Tammy tried to tell me that I was feeling anxious because I didn’t have enough thyroid hormone in me and not because of the medication. As Tom agrees, that makes no sense. I haven’t had enough thyroid hormone in me for many years; so then why didn’t I feel just as anxious then? I’ve got to be careful what I say to her because one thing we don’t want is for her to get involved. Not too involved anyway. As Tom pointed out, if people can get involved in the past, they can do it again in the future. That’s the only problem with Tammy I still have today. I know she was a part of siccing the pigs on me, even though she continues to deny it, and I know she wouldn’t hesitate to do something like that again if she got pissed at me.
I am totally, totally torn between trying to stick the 75 micrograms out and going back to the 50s. I felt so much better on the 50s and I didn’t need lorazepam. What does that tell you right there? That the doctors are telling me one thing while my body is saying another. No matter what they say, I really do believe that the Prozac was making me feel worse. I think it was responsible for my throat pain, and even making me depressed to the point that I thought of dying. I probably should have been more open with my doctors about the dying part. It’s just that revealing those feelings in the past has backfired on me, and I remember that. I know this isn’t Valleyhead and I know this isn’t the 80s, but it is still hard to discuss with anyone other than Tom. From now on though, I will take his advice and be more upfront about that. I know things have changed and that they’re not like they were years ago, but still, I don’t want to God forbid be punished for how I feel and made to feel even worse. As it is I went in with a bum thyroid and even that has made me feel worse in the end. It seems that more often than not, whenever I try to help myself or get something fixed, things end up worse, just like they did with my ear.
I still wake up with a racing heart throughout the night (another thing that didn’t start till after the Prozac), and I agree with Dr. A who said she truly believes it’s anxiety. The only difference is that it’s not as scary as it used to be because I am getting used to it. It is just frustratingly annoying.
The question is why am I having such intense and extreme anxiety that I never had before last year? It is totally unpredictable and it comes and goes when I least expect it to. I can feel fine one minute and the next I am feeling waves of anxiety. Sometimes it’s physical where my heart is elevated, and other times the anxiety is emotional.

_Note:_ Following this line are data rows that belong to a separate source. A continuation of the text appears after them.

//! `hubmatch onboard`: First-time setup.

use hubmatch_config::{AppConfig, DEFAULT_ALIASES_JSON};

pub async fn run() -> Result<(), Box<dyn std::error::Error>> {
    let config_dir = AppConfig::config_dir();
    let config_path = AppConfig::config_path();
    let alias_path = AppConfig::default_alias_path();

    println!("🏠 HubMatch: First-Time Setup");
    println!("==============================\n");

    if !config_dir.exists() {
        std::fs::create_dir_all(&config_dir)?;
        println!("✅ Created config directory: {}", config_dir.display());
    } else {
        println!("  Config directory exists: {}", config_dir.display());
    }

    if alias_path.exists() {
        println!("  Alias table exists: {}", alias_path.display());
    } else {
        std::fs::write(&alias_path, DEFAULT_ALIASES_JSON)?;
        println!("✅ Created aliases.json at: {}", alias_path.display());
    }

    if config_path.exists() {
        println!("\n⚠️  Config already exists at: {}", config_path.display());
        println!("   Edit it manually or delete and re-run onboard.\n");
    } else {
        let mut config = AppConfig::default();
        config.aliases.path = Some(alias_path.clone());
        std::fs::write(&config_path, toml::to_string_pretty(&config)?)?;
        println!("✅ Created config.toml at: {}", config_path.display());
        println!("\n📝 Next steps:");
        println!("   1. Add your own room and device synonyms to {}", alias_path.display());
        println!("   2. Run `hubmatch aliases validate` to check them for overlaps");
        println!("   3. Pipe a payload into `hubmatch resolve --pretty`\n");
    }

    Ok(())
}
//! Pluggable string similarity.

use rapidfuzz::distance::jaro_winkler;

/// A symmetric similarity function over folded tokens, returning `[0, 1]`.
///
/// Implementations must give `score(a, b) == score(b, a)` and `1.0` for
/// equal non-empty inputs.
pub trait SimilarityScorer: Send + Sync {
    fn score(&self, a: &str, b: &str) -> f64;

    /// Short identifier used in logs.
    fn name(&self) -> &str {
        "custom"
    }
}

/// Jaro-Winkler with the standard prefix weight (0.1, up to 4 characters).
///
/// Weighs shared prefixes heavily, which suits short device and room labels.
#[derive(Debug, Clone, Copy, Default)]
pub struct JaroWinkler;

impl SimilarityScorer for JaroWinkler {
    fn score(&self, a: &str, b: &str) -> f64 {
        if a == b {
            return 1.0;
        }
        if a.is_empty() || b.is_empty() {
            return 0.0;
        }
        // Fixed argument order keeps the result bit-identical both ways.
        let (first, second) = if a <= b { (a, b) } else { (b, a) };
        jaro_winkler::similarity(first.chars(), second.chars()).clamp(0.0, 1.0)
    }

    fn name(&self) -> &str {
        "jaro_winkler"
    }
}
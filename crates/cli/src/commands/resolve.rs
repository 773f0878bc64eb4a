//! `hubmatch resolve`: One-shot batch resolution.

use std::path::{Path, PathBuf};
use std::sync::Arc;

use hubmatch_config::{AppConfig, load_alias_table};
use hubmatch_resolver::{AliasConfigStore, BatchReport, ResolutionOrchestrator};
use serde::Serialize;
use tokio::io::AsyncReadExt;
use tracing::{debug, info};

use crate::payload::Payload;

/// The report printed for one payload.
#[derive(Debug, Serialize)]
pub struct ResolveOutput {
    #[serde(skip_serializing_if = "Option::is_none")]
    pub intent: Option<String>,
    #[serde(skip_serializing_if = "Option::is_none")]
    pub user_input: Option<String>,
    #[serde(flatten)]
    pub report: BatchReport,
}

pub async fn run(
    input: Option<PathBuf>,
    aliases: Option<PathBuf>,
    pretty: bool,
) -> Result<(), Box<dyn std::error::Error>> {
    let raw = match &input {
        Some(path) => tokio::fs::read_to_string(path)
            .await
            .map_err(|e| format!("Failed to read {}: {e}", path.display()))?,
        None => {
            let mut buf = String::new();
            tokio::io::stdin().read_to_string(&mut buf).await?;
            buf
        }
    };

    let payload = Payload::parse(&raw)?;
    let orchestrator = build_orchestrator(aliases.as_deref())?;
    let output = process(&orchestrator, payload)?;

    let json = if pretty {
        serde_json::to_string_pretty(&output)?
    } else {
        serde_json::to_string(&output)?
    };
    println!("{json}");
    Ok(())
}

/// Build the engine from the loaded configuration.
///
/// `aliases` replaces the configured alias source when given.
pub fn build_orchestrator(
    aliases: Option<&Path>,
) -> Result<ResolutionOrchestrator, Box<dyn std::error::Error>> {
    let config = AppConfig::load().map_err(|e| format!("Failed to load config: {e}"))?;
    let table = match aliases {
        Some(path) => load_alias_table(path)?,
        None => config.alias_table()?,
    };
    let synonyms = table.synonym_count();
    let store = AliasConfigStore::new(table, config.resolver.thresholds, config.resolver.policy)?;
    info!(synonyms, "Resolver ready");
    Ok(ResolutionOrchestrator::new(Arc::new(store)))
}

/// Resolve one payload.
///
/// Aliases carried by the payload are merged over the configured table and
/// its thresholds replace the configured ones, for this payload only.
pub fn process(
    orchestrator: &ResolutionOrchestrator,
    payload: Payload,
) -> hubmatch_core::Result<ResolveOutput> {
    let has_overrides = payload.has_overrides();
    let Payload {
        requests,
        entities,
        aliases,
        thresholds,
        intent,
        user_input,
    } = payload;

    let report = if has_overrides {
        let base = orchestrator.store().snapshot();
        let mut table = base.aliases.clone();
        if let Some(extra) = aliases {
            table.merge(extra);
        }
        let store = AliasConfigStore::new(
            table,
            thresholds.unwrap_or(base.thresholds),
            base.policy.clone(),
        )?;
        debug!("Resolving with payload overrides");
        orchestrator
            .with_store(Arc::new(store))
            .resolve_batch(&requests, &entities)
    } else {
        orchestrator.resolve_batch(&requests, &entities)
    };

    Ok(ResolveOutput {
        intent,
        user_input,
        report,
    })
}
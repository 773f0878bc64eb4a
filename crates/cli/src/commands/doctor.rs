//! `hubmatch doctor`: Diagnose system health.

use hubmatch_config::AppConfig;
use hubmatch_core::Category;
use hubmatch_resolver::AliasConfigStore;

pub async fn run() -> Result<(), Box<dyn std::error::Error>> {
    println!("🩺 HubMatch Doctor: System Diagnostics");
    println!("======================================\n");

    let mut issues = 0;

    let config_path = AppConfig::config_path();
    let config = if config_path.exists() {
        match AppConfig::load() {
            Ok(config) => {
                println!("  ✅ Config file valid");
                Some(config)
            }
            Err(e) => {
                println!("  ❌ Config file invalid: {e}");
                issues += 1;
                None
            }
        }
    } else {
        println!("  ⚠️  No config file, defaults in use (run `hubmatch onboard`)");
        issues += 1;
        Some(AppConfig::default())
    };

    if let Some(config) = config {
        match config.alias_table() {
            Ok(table) => {
                let generic_collisions: Vec<&String> = config
                    .resolver
                    .policy
                    .generic_names
                    .iter()
                    .filter(|name| table.get(Category::DeviceName).contains_key(name.as_str()))
                    .collect();

                match AliasConfigStore::new(
                    table,
                    config.resolver.thresholds,
                    config.resolver.policy.clone(),
                ) {
                    Ok(store) => {
                        let snapshot = store.snapshot();
                        println!(
                            "  ✅ Alias table compiles ({} synonyms)",
                            snapshot.aliases.synonym_count()
                        );
                    }
                    Err(e) => {
                        println!("  ❌ Alias table rejected: {e}");
                        issues += 1;
                    }
                }

                for name in generic_collisions {
                    println!("  ⚠️  Device name alias '{name}' is also a generic name and will never pin one device");
                    issues += 1;
                }
            }
            Err(e) => {
                println!("  ❌ Alias table unreadable: {e}");
                issues += 1;
            }
        }
    }

    println!();
    if issues == 0 {
        println!("  🎉 All checks passed!");
    } else {
        println!("  ⚠️  {issues} issue(s) found. See above for details.");
    }

    Ok(())
}
//! Scoring a single attribute level.

use hubmatch_core::{Category, Entity, LevelScore};

use crate::normalizer::{Normalized, Normalizer};
use crate::similarity::SimilarityScorer;

/// Compares one requested token against entity text for one level.
///
/// Both sides go through the same normalizer. Tokens that canonicalize to
/// the same value are an exact hit scoring `1.0`; anything else is scored
/// by the similarity function on the canonical forms.
pub struct LevelMatcher<'a> {
    normalizer: &'a Normalizer,
    scorer: &'a dyn SimilarityScorer,
}

impl<'a> LevelMatcher<'a> {
    pub fn new(normalizer: &'a Normalizer, scorer: &'a dyn SimilarityScorer) -> Self {
        Self { normalizer, scorer }
    }

    pub fn normalizer(&self) -> &Normalizer {
        self.normalizer
    }

    /// Score `requested` against a single entity token.
    ///
    /// Returns `None` when the request side is blank after folding: the
    /// level is not evaluated.
    pub fn match_level(
        &self,
        category: Category,
        requested: &str,
        entity_token: &str,
    ) -> Option<LevelScore> {
        let requested = self.normalizer.normalize(category, requested);
        if requested.is_empty() {
            return None;
        }
        Some(self.score_token(category, &requested, entity_token))
    }

    /// Best score of an already-normalized request over every text the
    /// entity offers for the level.
    ///
    /// An entity with no text for the level scores `0.0`.
    pub fn match_entity(
        &self,
        category: Category,
        requested: &Normalized,
        entity: &Entity,
    ) -> LevelScore {
        entity
            .tokens(category)
            .into_iter()
            .map(|token| self.score_token(category, requested, token))
            .max_by(|a, b| {
                a.score
                    .total_cmp(&b.score)
                    .then_with(|| a.exact_hit.cmp(&b.exact_hit))
            })
            .unwrap_or_else(|| LevelScore::fuzzy(0.0, ""))
    }

    fn score_token(&self, category: Category, requested: &Normalized, entity_token: &str) -> LevelScore {
        let candidate = self.normalizer.normalize(category, entity_token);
        if candidate.token == requested.token {
            return LevelScore::exact(entity_token, requested.matched_alias.clone());
        }
        LevelScore::fuzzy(
            self.scorer.score(&requested.token, &candidate.token),
            entity_token,
        )
    }
}
//! `hubmatch config`: Configuration management commands.

use hubmatch_config::AppConfig;
use hubmatch_resolver::Normalizer;

pub async fn validate() -> Result<(), Box<dyn std::error::Error>> {
    println!("🔍 Validating configuration...");

    match AppConfig::load() {
        Ok(config) => {
            println!("   ✅ Config parsed successfully");

            let mut warnings = Vec::new();

            let thresholds = &config.resolver.thresholds;
            if thresholds.room < thresholds.floor {
                warnings.push("Room threshold is below floor threshold; room collisions are the usual false positive");
            }

            let policy = &config.resolver.policy;
            if policy.disambiguation_gap == 0.0 {
                warnings.push("disambiguation_gap is 0; near-tied single-target matches are never flagged");
            }

            let alias_status = match config.alias_table() {
                Ok(table) => match Normalizer::new(&table) {
                    Ok(_) => format!("{} synonyms", table.synonym_count()),
                    Err(e) => {
                        println!("   ❌ Alias table error: {e}");
                        return Err(e.into());
                    }
                },
                Err(e) => {
                    println!("   ❌ Alias table error: {e}");
                    return Err(e.into());
                }
            };

            if warnings.is_empty() {
                println!("   ✅ All checks passed");
            } else {
                println!();
                for w in &warnings {
                    println!("   ⚠️  {w}");
                }
            }

            println!();
            println!(
                "   Thresholds: floor {:.2}  room {:.2}  type {:.2}  name {:.2}",
                thresholds.floor, thresholds.room, thresholds.device_type, thresholds.device_name
            );
            println!(
                "   Selection:  min confidence {:.2}, disambiguation gap {:.2}",
                policy.min_confidence, policy.disambiguation_gap
            );
            println!(
                "   Aliases:    {} ({alias_status})",
                config
                    .aliases
                    .path
                    .as_ref()
                    .map_or_else(|| "bundled".to_string(), |p| p.display().to_string())
            );
            println!("   Logging:    {:?}", config.logging.format);
        }
        Err(e) => {
            println!("   ❌ Config error: {e}");
            return Err(e.into());
        }
    }

    Ok(())
}

pub async fn show() -> Result<(), Box<dyn std::error::Error>> {
    let config = AppConfig::load().map_err(|e| format!("Failed to load config: {e}"))?;
    let toml_str = toml::to_string_pretty(&config)?;
    println!("{toml_str}");
    Ok(())
}

pub async fn path() -> Result<(), Box<dyn std::error::Error>> {
    println!("{}", AppConfig::config_path().display());
    Ok(())
}
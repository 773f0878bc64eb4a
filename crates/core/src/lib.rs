//! # HubMatch Core
//!
//! Domain types and error definitions for the HubMatch entity resolution
//! engine. This crate carries **no matching logic**: it defines the data
//! model that the resolver, configuration and CLI crates agree on.
//!
//! ## Data flow
//!
//! - [`Entity`] snapshots and [`IntentRequest`] batches come in from
//!   external collaborators (registry cache, language understanding).
//! - [`AliasTable`], [`ThresholdConfig`] and [`SelectionPolicy`] are the
//!   administrator-tuned configuration.
//! - [`ResolutionResult`]s with [`MatchCandidate`] diagnostics go out, and
//!   [`plan_commands`] turns them into [`DeviceCommand`]s for the executor.

pub mod alias;
pub mod category;
pub mod entity;
pub mod error;
pub mod request;
pub mod resolution;
pub mod threshold;

// Re-export key types at crate root for ergonomics
pub use alias::{AliasMap, AliasTable};
pub use category::Category;
pub use entity::{Entity, validate_registry};
pub use error::{AliasError, Error, RegistryError, RequestError, Result, ThresholdError};
pub use request::IntentRequest;
pub use resolution::{
    DeviceCommand, LevelScore, MatchCandidate, Outcome, ResolutionResult, plan_commands,
};
pub use threshold::{SelectionPolicy, ThresholdConfig};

I think one of the reasons I have been feeling tired more lately isn’t just the stress, but because I stupidly stopped my vitamins.
I was a little pissed to learn that I never needed a referral for the behavioral center, so we've been waiting all this time for nothing. I spoke to my PCP's nurse yesterday morning who told me to just go ahead and call them. The shrinks are booked through October (utterly ridiculous) but I will see a counselor named Stacey on May 12th.
Saw the street Tammy will be living on and it looks beautiful. Mostly palm trees and a lot more grass than we have here. Maybe she won't hear leaf blowers as much as we do cuz she doesn't have the kinds of trees we have that make such a mess. She's going to hear a lot of mowing, though that's less annoying than blowers. The blowers they use here are insanely loud. For about 5 hours yesterday, the landscaping sounds around me were annoying as hell, especially when I was trying to talk on the phone. They're so loud even when they're not that close.
What's what all the huge spider dreams lately? Last night a huge one ran
across the ceiling in my dreams and I was freaking out the closer it got to me.